What you need to do =
Each line of the data below holding the word "UpsertReport" must be copied.

[[ Task inputs open ]]

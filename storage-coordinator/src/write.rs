use std::collections::{HashMap, HashSet};

use chrono::{Duration as ChronoDuration, Utc};
use common::{
    error::AppError,
    storage::types::{
        analytics::{AnalyticsEvent, AnalyticsRow},
        chunk::Chunk,
        chunk_qntm_key::ChunkQntmKey,
        fulltext_doc::FullTextDoc,
        qntm_key::QntmKey,
        StoredObject,
    },
};
use serde::Serialize;
use tracing::{debug, info, instrument, warn};

use crate::{ChunkBatch, StorageCoordinator, TierOp, UpsertReport};

/// Metadata transaction for one batch: source row, chunk rows, key counters,
/// and join rows, all or nothing.
const UPSERT_BATCH: &str = r"
    BEGIN TRANSACTION;
    UPSERT type::thing('sources', $source_id) SET
        path = $source.path,
        content_hash = $source.content_hash,
        file_mtime = $source.file_mtime,
        status = $source.status,
        ingest_count = IF ingest_count != NONE THEN ingest_count ELSE 0 END,
        created_at = IF created_at != NONE THEN created_at ELSE time::now() END,
        updated_at = time::now();
    FOR $chunk IN $chunks {
        UPSERT type::thing('chunks', $chunk.id) CONTENT $chunk;
    };
    FOR $key IN $key_rows {
        UPSERT type::thing('qntm_keys', $key.id) SET
            key = $key.key,
            usage_count = IF usage_count != NONE THEN usage_count + 1 ELSE 1 END,
            first_seen_at = IF first_seen_at != NONE THEN first_seen_at ELSE time::now() END,
            last_seen_at = time::now(),
            last_used_in_chunk_id = $key.chunk_id,
            created_at = IF created_at != NONE THEN created_at ELSE time::now() END,
            updated_at = time::now();
    };
    FOR $mapping IN $mappings {
        UPSERT type::thing('chunk_qntm_keys', $mapping.id) CONTENT $mapping;
    };
    COMMIT TRANSACTION;
";

/// Monotonic supersession: an already-superseded chunk keeps its original
/// successor, and deletion eligibility never reverts.
const SUPERSEDE_CHUNK: &str = r"
    UPDATE type::thing('chunks', $id) SET
        superseded_by = IF superseded_by != NONE THEN superseded_by ELSE $replacement END,
        deletion_eligible = true,
        deletion_marked_at = IF deletion_marked_at != NONE THEN deletion_marked_at ELSE time::now() END,
        updated_at = time::now();
";

#[derive(Serialize)]
struct KeyRowBinding {
    id: String,
    key: String,
    chunk_id: String,
}

impl StorageCoordinator {
    /// Persist a batch. The Metadata write is authoritative: it succeeds or
    /// the whole call fails. Vector, full-text, cache, and analytics writes
    /// are dispatched in parallel afterwards; their failures land in the
    /// reconcile queues, never in the caller's lap.
    #[instrument(skip_all, fields(source_id = %batch.source.id, chunks = batch.chunks.len()))]
    pub async fn upsert_batch(&self, batch: ChunkBatch) -> Result<UpsertReport, AppError> {
        let source_id = batch.source.id.clone();
        let previous = self.active_chunk_ids(&source_id).await?;

        let mut key_rows: Vec<KeyRowBinding> = Vec::new();
        let mut mappings: Vec<ChunkQntmKey> = Vec::new();
        for chunk in &batch.chunks {
            for key in chunk.payload.qntm_keys() {
                key_rows.push(KeyRowBinding {
                    id: QntmKey::id_for(key),
                    key: key.clone(),
                    chunk_id: chunk.id.clone(),
                });
                mappings.push(ChunkQntmKey::new(&chunk.id, key));
            }
        }

        self.db
            .client
            .query(UPSERT_BATCH)
            .bind(("source_id", source_id.clone()))
            .bind(("source", batch.source.clone()))
            .bind(("chunks", batch.chunks.clone()))
            .bind(("key_rows", key_rows))
            .bind(("mappings", mappings))
            .await
            .map_err(AppError::Database)?
            .check()
            .map_err(AppError::Database)?;

        // Chunk-id diff drives supersession: previously active ids missing
        // from the new generation are logically replaced (same index) or
        // orphaned (file shrank).
        let new_ids: HashSet<&str> = batch.chunks.iter().map(|c| c.id.as_str()).collect();
        let by_index: HashMap<u32, &str> = batch
            .chunks
            .iter()
            .map(|c| (c.chunk_index, c.id.as_str()))
            .collect();

        let mut superseded = Vec::new();
        for (old_id, old_index) in previous {
            if new_ids.contains(old_id.as_str()) {
                continue;
            }
            let replacement = by_index.get(&old_index).map(|id| (*id).to_string());
            superseded.push((old_id, replacement));
        }
        if !superseded.is_empty() {
            self.supersede_chunks(&superseded).await?;
        }

        self.fan_out_upserts(&batch).await;

        info!(
            source_id = %source_id,
            written = batch.chunks.len(),
            superseded = superseded.len(),
            "chunk batch persisted"
        );

        Ok(UpsertReport {
            written: batch.chunks.len(),
            superseded: superseded.into_iter().map(|(id, _)| id).collect(),
        })
    }

    /// Single-chunk variant of [`upsert_batch`] for writers that do not own a
    /// source generation (consolidation's merged chunks).
    pub async fn upsert_chunk(
        &self,
        chunk: Chunk,
        vectors: Vec<common::storage::types::vector_record::VectorPoint>,
    ) -> Result<(), AppError> {
        self.db
            .upsert_item(chunk.clone())
            .await
            .map_err(AppError::Database)?;

        let batch = ChunkBatch {
            source: self
                .db
                .get_item(&chunk.source_id)
                .await
                .map_err(AppError::Database)?
                .ok_or_else(|| {
                    AppError::Divergence(format!(
                        "chunk {} references missing source {}",
                        chunk.id, chunk.source_id
                    ))
                })?,
            chunks: vec![chunk],
            vectors,
        };
        self.fan_out_upserts(&batch).await;
        Ok(())
    }

    /// Mark chunks as logically replaced. Metadata is updated inline (with
    /// monotonic guards); the derived tiers get delete ops queued.
    pub async fn supersede_chunks(
        &self,
        pairs: &[(String, Option<String>)],
    ) -> Result<(), AppError> {
        for (old_id, replacement) in pairs {
            self.db
                .client
                .query(SUPERSEDE_CHUNK)
                .bind(("id", old_id.clone()))
                .bind(("replacement", replacement.clone()))
                .await
                .map_err(AppError::Database)?
                .check()
                .map_err(AppError::Database)?;

            self.enqueue_vector(TierOp::VectorDelete(old_id.clone()));
            self.enqueue_fulltext(TierOp::FulltextDelete(old_id.clone()));
            self.enqueue_cache(TierOp::CacheInvalidate(old_id.clone()));

            match self.db.get_item::<Chunk>(old_id).await {
                Ok(Some(chunk)) => {
                    self.enqueue_analytics(TierOp::AnalyticsAppend(Box::new(
                        AnalyticsRow::for_chunk(&chunk, AnalyticsEvent::Supersede),
                    )));
                }
                Ok(None) => {}
                Err(err) => {
                    warn!(chunk_id = %old_id, error = %err, "failed to load chunk for analytics row");
                }
            }

            debug!(
                chunk_id = %old_id,
                replacement = replacement.as_deref().unwrap_or("none"),
                "chunk superseded"
            );
        }
        Ok(())
    }

    /// Physically purge chunks that have sat deletion-eligible beyond the
    /// grace window. Metadata and analytics rows go; the derived tiers get
    /// delete ops queued (usually redundant by now, always harmless).
    pub async fn vacuum(&self, grace: std::time::Duration) -> Result<Vec<String>, AppError> {
        #[derive(serde::Deserialize)]
        struct Row {
            id: surrealdb::sql::Thing,
        }

        let cutoff = Utc::now()
            - ChronoDuration::from_std(grace)
                .map_err(|e| AppError::Validation(format!("invalid grace window: {e}")))?;

        let mut response = self
            .db
            .client
            .query(format!(
                "SELECT id FROM {} WHERE deletion_eligible = true \
                 AND deletion_marked_at != NONE AND deletion_marked_at <= $cutoff;",
                Chunk::table_name()
            ))
            .bind(("cutoff", surrealdb::sql::Datetime::from(cutoff)))
            .await
            .map_err(AppError::Database)?;
        let rows: Vec<Row> = response.take(0).map_err(AppError::Database)?;
        let ids: Vec<String> = rows.into_iter().map(|row| row.id.id.to_raw()).collect();

        if ids.is_empty() {
            return Ok(ids);
        }

        self.db
            .client
            .query(format!(
                "DELETE FROM {} WHERE chunk_id IN $ids;",
                ChunkQntmKey::table_name()
            ))
            .query("FOR $id IN $ids { DELETE type::thing('chunks', $id); };")
            .bind(("ids", ids.clone()))
            .await
            .map_err(AppError::Database)?
            .check()
            .map_err(AppError::Database)?;

        if let Err(err) = self.tiers.analytics.purge(&ids).await {
            warn!(error = %err, "analytics purge failed; queueing");
            for id in &ids {
                self.enqueue_analytics(TierOp::AnalyticsPurge(id.clone()));
            }
        }
        for id in &ids {
            self.enqueue_vector(TierOp::VectorDelete(id.clone()));
            self.enqueue_fulltext(TierOp::FulltextDelete(id.clone()));
            self.enqueue_cache(TierOp::CacheInvalidate(id.clone()));
        }

        info!(purged = ids.len(), "vacuum removed expired chunks");
        Ok(ids)
    }

    /// Flag a chunk whose payload failed validation; it stops being served
    /// until re-ingested.
    pub async fn quarantine_chunk(&self, chunk_id: &str, reason: &str) -> Result<(), AppError> {
        warn!(chunk_id, reason, "quarantining chunk");
        self.db
            .client
            .query(
                "UPDATE type::thing('chunks', $id) SET quarantined = true, updated_at = time::now();",
            )
            .bind(("id", chunk_id.to_string()))
            .await
            .map_err(AppError::Database)?
            .check()
            .map_err(AppError::Database)?;
        self.enqueue_cache(TierOp::CacheInvalidate(chunk_id.to_string()));
        Ok(())
    }

    /// Inline fan-out after a metadata commit; each tier failure is queued,
    /// not surfaced.
    async fn fan_out_upserts(&self, batch: &ChunkBatch) {
        let docs: Vec<FullTextDoc> = batch.chunks.iter().map(FullTextDoc::from_chunk).collect();
        let analytics_rows: Vec<AnalyticsRow> = batch
            .chunks
            .iter()
            .map(|chunk| AnalyticsRow::for_chunk(chunk, AnalyticsEvent::Upsert))
            .collect();

        let vector_write = self.tiers.vector.upsert(&batch.vectors);
        let fulltext_write = self.tiers.fulltext.upsert(&docs);
        let analytics_write = self.tiers.analytics.append(&analytics_rows);
        let cache_write = async {
            for chunk in &batch.chunks {
                self.tiers.cache.insert(chunk.clone()).await;
            }
            Ok::<(), AppError>(())
        };

        let (vector_res, fulltext_res, analytics_res, cache_res) =
            tokio::join!(vector_write, fulltext_write, analytics_write, cache_write);

        if let Err(err) = vector_res {
            warn!(error = %err, "vector fan-out failed; queueing per-chunk ops");
            let mut by_chunk: HashMap<String, Vec<_>> = HashMap::new();
            for point in &batch.vectors {
                by_chunk
                    .entry(point.record.chunk_id.clone())
                    .or_default()
                    .push(point.clone());
            }
            for (_, points) in by_chunk {
                self.enqueue_vector(TierOp::VectorUpsert(points));
            }
        }
        if let Err(err) = fulltext_res {
            warn!(error = %err, "full-text fan-out failed; queueing per-doc ops");
            for doc in docs {
                self.enqueue_fulltext(TierOp::FulltextUpsert(Box::new(doc)));
            }
        }
        if let Err(err) = analytics_res {
            warn!(error = %err, "analytics fan-out failed; queueing per-row ops");
            for chunk in &batch.chunks {
                self.enqueue_analytics(TierOp::AnalyticsAppend(Box::new(
                    AnalyticsRow::for_chunk(chunk, AnalyticsEvent::Upsert),
                )));
            }
        }
        // The in-memory cache cannot fail, but keep the shape uniform.
        if let Err(err) = cache_res {
            warn!(error = %err, "cache fan-out failed; queueing inserts");
            for chunk in &batch.chunks {
                self.enqueue_cache(TierOp::CacheInsert(Box::new(chunk.clone())));
            }
        }
    }
}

[[ Task inputs closed ]]

Answer =
use crate::{ChunkBatch, StorageCoordinator, TierOp, UpsertReport};
    pub async fn upsert_batch(&self, batch: ChunkBatch) -> Result<UpsertReport, AppError> {
        Ok(UpsertReport {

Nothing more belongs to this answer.